Over the last decade, the development of fast and reliable motion planning algorithms has deeply influenced many domains in robotics, such as industrial automation and autonomous exploration. Motion planning has also contributed to great advances in an array of unlikely fields, including graphics animation and computational structural biology.

This talk will first describe how sampling-based methods revolutionized motion planning in robotics. The presentation will quickly focus on recent algorithms that are particularly suitable for systems with complex dynamics. The talk will then introduce an integrative framework that allows the synthesis of motion plans from high-level specifications. The framework uses temporal logic and formal methods and establishes a tight link between classical motion planning in robotics and task planning in artificial intelligence. Although research initially began in the realm of robotics, the experience gained has led to algorithmic advances for analyzing the motion and function of proteins, the worker molecules of all cells. This talk will conclude by discussing robotics-inspired methods for computing the flexibility of proteins and large macromolecular complexes with the ultimate goals of deciphering molecular function and aiding the discovery of new therapeutics.

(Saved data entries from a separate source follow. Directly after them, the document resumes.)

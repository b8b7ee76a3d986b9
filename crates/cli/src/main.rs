#![deny(unsafe_code)]
//! CLI binary for the ocquarium octopus rig.
//!
//! Subcommands:
//! - `render`: replay a drift session headlessly and write the last frame as PNG
//! - `config`: print the resolved rendering flags and their schema

mod error;
mod logger;
mod session;

use clap::{Parser, Subcommand};
use error::CliError;
use ocquarium_core::{OctopusConfig, Scene, Srgb};
use std::path::{Path, PathBuf};
use std::process;

#[derive(Parser)]
#[command(name = "ocquarium", about = "Spring-rigged octopus renderer")]
struct Cli {
    /// Output as JSON instead of human-readable text.
    #[arg(long, global = true)]
    json: bool,

    /// Log rig events to stderr.
    #[arg(short, long, global = true)]
    verbose: bool,

    #[command(subcommand)]
    command: Command,
}

#[derive(Subcommand)]
enum Command {
    /// Simulate a drift session and write the final frame as PNG.
    Render {
        /// Canvas width in pixels.
        #[arg(short = 'W', long, default_value_t = 512)]
        width: usize,

        /// Canvas height in pixels.
        #[arg(short = 'H', long, default_value_t = 512)]
        height: usize,

        /// Nominal creature size in pixels.
        #[arg(short, long, default_value_t = 200.0)]
        size: f64,

        /// PRNG seed for deterministic output.
        #[arg(long, default_value_t = 42)]
        seed: u64,

        /// Simulated drift time in milliseconds.
        #[arg(short, long, default_value_t = 0)]
        duration: u64,

        /// Frame interval in milliseconds.
        #[arg(long, default_value_t = 16)]
        frame_ms: u64,

        /// Background color as `#rrggbb`.
        #[arg(short, long, default_value = "#ffffff")]
        background: String,

        /// Rendering flags as a JSON string.
        #[arg(long, default_value = "{}")]
        params: String,

        /// Scene JSON file; replaces the geometry, timing and flag options.
        #[arg(long)]
        scene: Option<PathBuf>,

        /// Output file path.
        #[arg(short, long, default_value = "octopus.png")]
        output: PathBuf,
    },
    /// Print the resolved rendering flags and their schema.
    Config {
        /// Rendering flags as a JSON string.
        #[arg(long, default_value = "{}")]
        params: String,
    },
}

fn parse_params(params: &str) -> Result<OctopusConfig, CliError> {
    let value: serde_json::Value = serde_json::from_str(params)
        .map_err(|e| CliError::Input(format!("invalid --params JSON: {e}")))?;
    Ok(OctopusConfig::from_json(&value))
}

fn load_scene(path: &Path) -> Result<Scene, CliError> {
    let text = std::fs::read_to_string(path)
        .map_err(|e| CliError::File(format!("{}: {e}", path.display())))?;
    serde_json::from_str(&text)
        .map_err(|e| CliError::Input(format!("invalid scene {}: {e}", path.display())))
}

fn run(cli: Cli) -> Result<(), CliError> {
    match cli.command {
        Command::Config { params } => {
            let config = parse_params(&params)?;
            if cli.json {
                let info = serde_json::json!({
                    "params": config.params(),
                    "schema": OctopusConfig::schema(),
                });
                println!("{}", serde_json::to_string_pretty(&info)?);
            } else {
                println!("{}", serde_json::to_string_pretty(&config.params())?);
            }
        }
        Command::Render {
            width,
            height,
            size,
            seed,
            duration,
            frame_ms,
            background,
            params,
            scene,
            output,
        } => {
            let background = Srgb::from_hex(&background)?;
            let scene = match scene {
                Some(path) => load_scene(&path)?,
                None => Scene {
                    duration_ms: duration,
                    frame_ms,
                    config: parse_params(&params)?,
                    ..Scene::new(width, height, size, seed)
                },
            };

            let (pixmap, summary) = session::render(&scene, background)?;
            ocquarium_raster::snapshot::write_png(&pixmap, &output)?;

            if cli.json {
                let info = serde_json::json!({
                    "scene": scene,
                    "summary": summary.to_json(),
                    "output": output.display().to_string(),
                });
                println!("{}", serde_json::to_string_pretty(&info)?);
            } else {
                eprintln!(
                    "rendered {}x{} (size {}, {} frames, {} jumps, seed {}) -> {}",
                    scene.width,
                    scene.height,
                    scene.size,
                    summary.frames,
                    summary.jumps,
                    scene.seed,
                    output.display()
                );
            }
        }
    }

    Ok(())
}

fn main() {
    let cli = Cli::parse();
    logger::init(cli.verbose);
    let json_mode = cli.json;
    if let Err(e) = run(cli) {
        if json_mode {
            eprintln!("{}", serde_json::to_string_pretty(&e.to_json()).unwrap_or_default());
        } else {
            eprintln!("error: {e}");
        }
        process::exit(e.exit_code());
    }
}
//! Immutable per-session rendering flags for the octopus.
//!
//! The flags are read once (typically from a settings store) and handed to the
//! rig at construction; nothing in the rig mutates them afterwards.

use crate::params::{param_bool, param_u32};
use serde::{Deserialize, Serialize};
use serde_json::{json, Value};

/// Default blink frequency, in blinks per 10000 frames.
pub const DEFAULT_BLINK_FREQUENCY: u32 = 10;
/// Divisor turning the integer blink frequency into a per-frame probability.
const BLINK_FREQUENCY_SCALE: f64 = 10_000.0;

/// Rendering and behavior flags for one session.
#[derive(Debug, Clone, Copy, PartialEq, Eq, Serialize, Deserialize)]
#[serde(default)]
pub struct OctopusConfig {
    /// Draw raw joint markers, chords and the unstroked limb curve.
    pub debug_paths: bool,
    /// Sample limbs sparsely so they read as floating dots.
    pub particle_legs: bool,
    /// Overlay flattened pupils on the eyes.
    pub weird_eyes: bool,
    /// Blinks per 10000 frames.
    pub blink_frequency: u32,
}

impl Default for OctopusConfig {
    fn default() -> Self {
        Self {
            debug_paths: false,
            particle_legs: false,
            weird_eyes: false,
            blink_frequency: DEFAULT_BLINK_FREQUENCY,
        }
    }
}

impl OctopusConfig {
    /// Reads flags from a loose JSON object, falling back to defaults for
    /// missing or malformed entries. Never fails.
    pub fn from_json(params: &Value) -> Self {
        let d = Self::default();
        Self {
            debug_paths: param_bool(params, "debug_paths", d.debug_paths),
            particle_legs: param_bool(params, "particle_legs", d.particle_legs),
            weird_eyes: param_bool(params, "weird_eyes", d.weird_eyes),
            blink_frequency: param_u32(params, "blink_frequency", d.blink_frequency),
        }
    }

    /// Probability of starting a blink on any single frame.
    pub fn blink_probability(&self) -> f64 {
        f64::from(self.blink_frequency) / BLINK_FREQUENCY_SCALE
    }

    /// Current values as a JSON object.
    pub fn params(&self) -> Value {
        json!({
            "debug_paths": self.debug_paths,
            "particle_legs": self.particle_legs,
            "weird_eyes": self.weird_eyes,
            "blink_frequency": self.blink_frequency,
        })
    }

    /// Schema describing every flag, its type and default.
    pub fn schema() -> Value {
        json!({
            "debug_paths": {
                "type": "boolean",
                "default": false,
                "description": "Overlay joint markers and chords on every limb"
            },
            "particle_legs": {
                "type": "boolean",
                "default": false,
                "description": "Draw limbs as sparse dots instead of solid tentacles"
            },
            "weird_eyes": {
                "type": "boolean",
                "default": false,
                "description": "Draw flattened pupils over the eyes"
            },
            "blink_frequency": {
                "type": "integer",
                "default": DEFAULT_BLINK_FREQUENCY,
                "min": 0,
                "max": 10000,
                "description": "Blinks per 10000 frames"
            }
        })
    }
}
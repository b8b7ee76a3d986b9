#![deny(unsafe_code)]
//! Software rendering for the ocquarium rig.
//!
//! [`Pixmap`] is an anti-aliased CPU [`Surface`](ocquarium_core::Surface)
//! built on `tiny-skia`, [`RibbonStroke`] draws tapered limbs as a joined
//! ribbon or a trail of dots, and [`snapshot::write_png`] (behind the `png`
//! feature) saves a frame to disk.

pub mod geometry;
pub mod pixmap;
#[cfg(feature = "png")]
pub mod snapshot;
pub mod stroke;

pub use pixmap::Pixmap;
pub use stroke::RibbonStroke;
//! Logical design space to device pixels.
//!
//! All creature geometry is authored in a fixed logical space where the body
//! spans [`BASE_SCALE`] units. [`Transform2D`] scales that space uniformly onto
//! the device so the creature occupies `size` pixels.

use glam::{DAffine2, DVec2};
use ocquarium_core::RigError;

/// Logical size of the creature; `set_size(px)` maps this many units onto `px` pixels.
pub const BASE_SCALE: f64 = 100.0;

/// Uniform-scale mapping between logical and pixel space.
#[derive(Debug, Clone, Copy, PartialEq)]
pub struct Transform2D {
    forward: DAffine2,
    inverse: DAffine2,
}

impl Default for Transform2D {
    fn default() -> Self {
        Self {
            forward: DAffine2::IDENTITY,
            inverse: DAffine2::IDENTITY,
        }
    }
}

impl Transform2D {
    /// Builds a transform for a nominal pixel size.
    pub fn new(size: f64) -> Result<Self, RigError> {
        let mut t = Self::default();
        t.set_size(size)?;
        Ok(t)
    }

    /// Rescales so that [`BASE_SCALE`] logical units span `size` pixels.
    ///
    /// Returns `RigError::InvalidSize` for zero, negative or non-finite sizes;
    /// the previous mapping is kept in that case.
    pub fn set_size(&mut self, size: f64) -> Result<(), RigError> {
        if !(size.is_finite() && size > 0.0) {
            return Err(RigError::InvalidSize(size));
        }
        let s = size / BASE_SCALE;
        self.forward = DAffine2::from_scale(DVec2::splat(s));
        self.inverse = self.forward.inverse();
        Ok(())
    }

    /// Pixels per logical unit.
    pub fn scale(&self) -> f64 {
        self.forward.matrix2.x_axis.x
    }

    pub fn forward(&self) -> DAffine2 {
        self.forward
    }

    pub fn inverse(&self) -> DAffine2 {
        self.inverse
    }

    pub fn to_logical(&self, pixel: DVec2) -> DVec2 {
        self.inverse.transform_point2(pixel)
    }

    pub fn to_pixel(&self, logical: DVec2) -> DVec2 {
        self.forward.transform_point2(logical)
    }

    /// True iff `pixel` lands strictly within `BASE_SCALE / 2` logical units of `anchor`.
    pub fn hit_test(&self, pixel: DVec2, anchor: DVec2) -> bool {
        self.to_logical(pixel).distance(anchor) < BASE_SCALE / 2.0
    }
}

#[cfg(test)]
mod tests {
    use super::*;

    #[test]
    fn default_is_identity() {
        let t = Transform2D::default();
        let p = DVec2::new(12.5, -3.0);
        assert_eq!(t.to_pixel(p), p);
        assert_eq!(t.to_logical(p), p);
        assert_eq!(t.scale(), 1.0);
    }

    #[test]
    fn size_equal_to_base_scale_is_one_to_one() {
        let t = Transform2D::new(100.0).unwrap();
        assert_eq!(t.to_logical(DVec2::new(400.0, 800.0)), DVec2::new(400.0, 800.0));
    }

    #[test]
    fn set_size_scales_uniformly() {
        let t = Transform2D::new(300.0).unwrap();
        assert!((t.scale() - 3.0).abs() < 1e-12);
        let px = t.to_pixel(DVec2::new(10.0, 20.0));
        assert!((px - DVec2::new(30.0, 60.0)).length() < 1e-12);
    }

    #[test]
    fn inverse_undoes_forward() {
        let t = Transform2D::new(275.0).unwrap();
        let product = t.forward() * t.inverse();
        let p = DVec2::new(-17.0, 42.0);
        assert!((product.transform_point2(p) - p).length() < 1e-12);
    }

    #[test]
    fn rejects_non_positive_size_and_keeps_mapping() {
        let mut t = Transform2D::new(200.0).unwrap();
        assert!(matches!(t.set_size(0.0), Err(RigError::InvalidSize(_))));
        assert!(t.set_size(-5.0).is_err());
        assert!(t.set_size(f64::INFINITY).is_err());
        assert!(t.set_size(f64::NAN).is_err());
        assert!((t.scale() - 2.0).abs() < 1e-12);
    }

    #[test]
    fn point_at_anchor_hits() {
        let t = Transform2D::new(250.0).unwrap();
        let anchor = DVec2::new(80.0, 120.0);
        assert!(t.hit_test(t.to_pixel(anchor), anchor));
    }

    #[test]
    fn hit_radius_is_half_base_scale_in_logical_units() {
        let t = Transform2D::new(200.0).unwrap();
        let anchor = DVec2::new(50.0, 50.0);
        let inside = anchor + DVec2::new(BASE_SCALE / 2.0 - 1e-6, 0.0);
        let edge = anchor + DVec2::new(BASE_SCALE / 2.0, 0.0);
        let outside = anchor + DVec2::new(0.0, BASE_SCALE / 2.0 + 1e-6);
        assert!(t.hit_test(t.to_pixel(inside), anchor));
        assert!(!t.hit_test(t.to_pixel(edge), anchor));
        assert!(!t.hit_test(t.to_pixel(outside), anchor));
    }

    mod proptests {
        use super::*;
        use proptest::prelude::*;

        proptest! {
            #[test]
            fn round_trip_is_exact_within_epsilon(
                size in 1e-2_f64..1e5,
                x in -1e4_f64..1e4,
                y in -1e4_f64..1e4,
            ) {
                let t = Transform2D::new(size).unwrap();
                let p = DVec2::new(x, y);
                let back = t.to_logical(t.to_pixel(p));
                prop_assert!((back - p).length() <= 1e-9 * (1.0 + p.length()), "{p} -> {back}");
            }

            #[test]
            fn far_points_never_hit(
                size in 1.0_f64..1e4,
                angle in 0.0_f64..std::f64::consts::TAU,
                extra in 1e-6_f64..1e3,
            ) {
                let t = Transform2D::new(size).unwrap();
                let anchor = DVec2::new(10.0, -20.0);
                let logical = anchor + DVec2::from_angle(angle) * (BASE_SCALE / 2.0 + extra);
                prop_assert!(!t.hit_test(t.to_pixel(logical), anchor));
            }
        }
    }
}
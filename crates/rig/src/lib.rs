#![deny(unsafe_code)]
//! Procedural animation rig for the ocquarium octopus.
//!
//! Leaf to root: [`Transform2D`] maps logical design space to pixels,
//! [`SpringLink`] is one spring-driven joint, [`ArmChain`] chains three joints
//! into a limb, [`Octopus`] owns eight limbs and the body, and
//! [`DriftController`] moves the body around. [`Rig`] is the handle a host
//! shell drives from its frame ticker.
//!
//! Each frame runs in a fixed order: drift moves the anchor, limb bases
//! follow, every joint spring advances once, and end positions propagate from
//! base to tip.

pub mod arm;
pub mod drift;
pub mod link;
pub mod octopus;
pub mod rig;
pub mod spring;
pub mod transform;

#[cfg(test)]
mod testing;

pub use arm::ArmChain;
pub use drift::{DriftController, DriftStep};
pub use link::SpringLink;
pub use octopus::Octopus;
pub use rig::Rig;
pub use spring::{SpringAxis, StiffnessTier};
pub use transform::{Transform2D, BASE_SCALE};
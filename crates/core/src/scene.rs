//! Reproducible description of a simulated session.
//!
//! A [`Scene`] captures everything needed to replay a drift session and
//! snapshot its final frame: viewport, nominal creature size, PRNG seed,
//! simulated duration, frame interval and the rendering flags.

use crate::config::OctopusConfig;
use crate::error::RigError;
use serde::{Deserialize, Serialize};

/// Largest canvas a scene may request, in pixels (8192 x 8192).
pub const MAX_PIXELS: usize = 1 << 26;

/// Reproducible specification of a rendered session.
///
/// Two identical `Scene` values replayed by the same binary produce
/// bit-identical frames.
#[derive(Debug, Clone, Serialize, Deserialize, PartialEq)]
pub struct Scene {
    pub width: usize,
    pub height: usize,
    /// Nominal creature size in pixels (`BASE_SCALE` logical units map onto it).
    pub size: f64,
    pub seed: u64,
    pub duration_ms: u64,
    pub frame_ms: u64,
    #[serde(default)]
    pub config: OctopusConfig,
}

impl Scene {
    /// Creates a scene with a 16 ms frame, zero duration and default flags.
    pub fn new(width: usize, height: usize, size: f64, seed: u64) -> Self {
        Self {
            width,
            height,
            size,
            seed,
            duration_ms: 0,
            frame_ms: 16,
            config: OctopusConfig::default(),
        }
    }

    /// Number of frames needed to cover `duration_ms`.
    pub fn frame_count(&self) -> u64 {
        if self.frame_ms == 0 {
            return 0;
        }
        self.duration_ms.div_ceil(self.frame_ms)
    }

    /// Checks dimensions, size and frame interval.
    pub fn validate(&self) -> Result<(), RigError> {
        check_pixel_count(self.width, self.height)?;
        if !(self.size.is_finite() && self.size > 0.0) {
            return Err(RigError::InvalidSize(self.size));
        }
        if self.frame_ms == 0 {
            return Err(RigError::InvalidFrameInterval);
        }
        Ok(())
    }
}

/// Rejects zero sides and canvases above [`MAX_PIXELS`].
pub fn check_pixel_count(width: usize, height: usize) -> Result<usize, RigError> {
    if width == 0 || height == 0 {
        return Err(RigError::InvalidDimensions);
    }
    match width.checked_mul(height) {
        Some(n) if n <= MAX_PIXELS => Ok(n),
        _ => Err(RigError::InvalidDimensions),
    }
}
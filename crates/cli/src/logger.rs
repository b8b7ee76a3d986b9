//! Minimal stderr backend for the `log` facade.

use log::{Level, LevelFilter, Log, Metadata, Record};

struct StderrLogger;

static LOGGER: StderrLogger = StderrLogger;

impl Log for StderrLogger {
    fn enabled(&self, metadata: &Metadata<'_>) -> bool {
        metadata.level() <= log::max_level()
    }

    fn log(&self, record: &Record<'_>) {
        if self.enabled(record.metadata()) {
            eprintln!("[{}] {}: {}", record.level(), record.target(), record.args());
        }
    }

    fn flush(&self) {}
}

/// Level used for a given `--verbose` flag.
pub fn level_for(verbose: bool) -> LevelFilter {
    if verbose {
        LevelFilter::Debug
    } else {
        Level::Warn.to_level_filter()
    }
}

/// Installs the stderr logger. Later calls only adjust the level.
pub fn init(verbose: bool) {
    log::set_max_level(level_for(verbose));
    if log::set_logger(&LOGGER).is_err() {
        log::debug!("logger already installed, level set to {}", log::max_level());
    }
}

Lydia E. Kavraki is the Noah Harding Professor of Computer Science and professor of Bioengineering at Rice University. She received her B.A. in Computer Science from the University of Crete in Greece and her Ph.D. from Stanford University. Her research focuses on physical algorithms and their applications in robotics, computational structural biology, and translational bioinformatics. Kavraki has authored more than 200 peer-reviewed journal and conference publications and is one of the authors of the widely-used robotics textbook titled "Principles of Robot Motion" published by MIT Press. Kavraki currently serves as an associate editor several journals including the International Journal of Robotics Research, the ACM/IEEE Transactions on Computational Biology and Bioinformatics, Frontiers in Molecular Biosciences, and Springer Tracts in Advanced Robotics. She is the recipient of the 2000 Association for Computing Machinery (ACM) Grace Murray Hopper Award, a Fellow of ACM, IEEE, AAAS, AAAI, AIMBE, and a member of the National Academy of Medicine.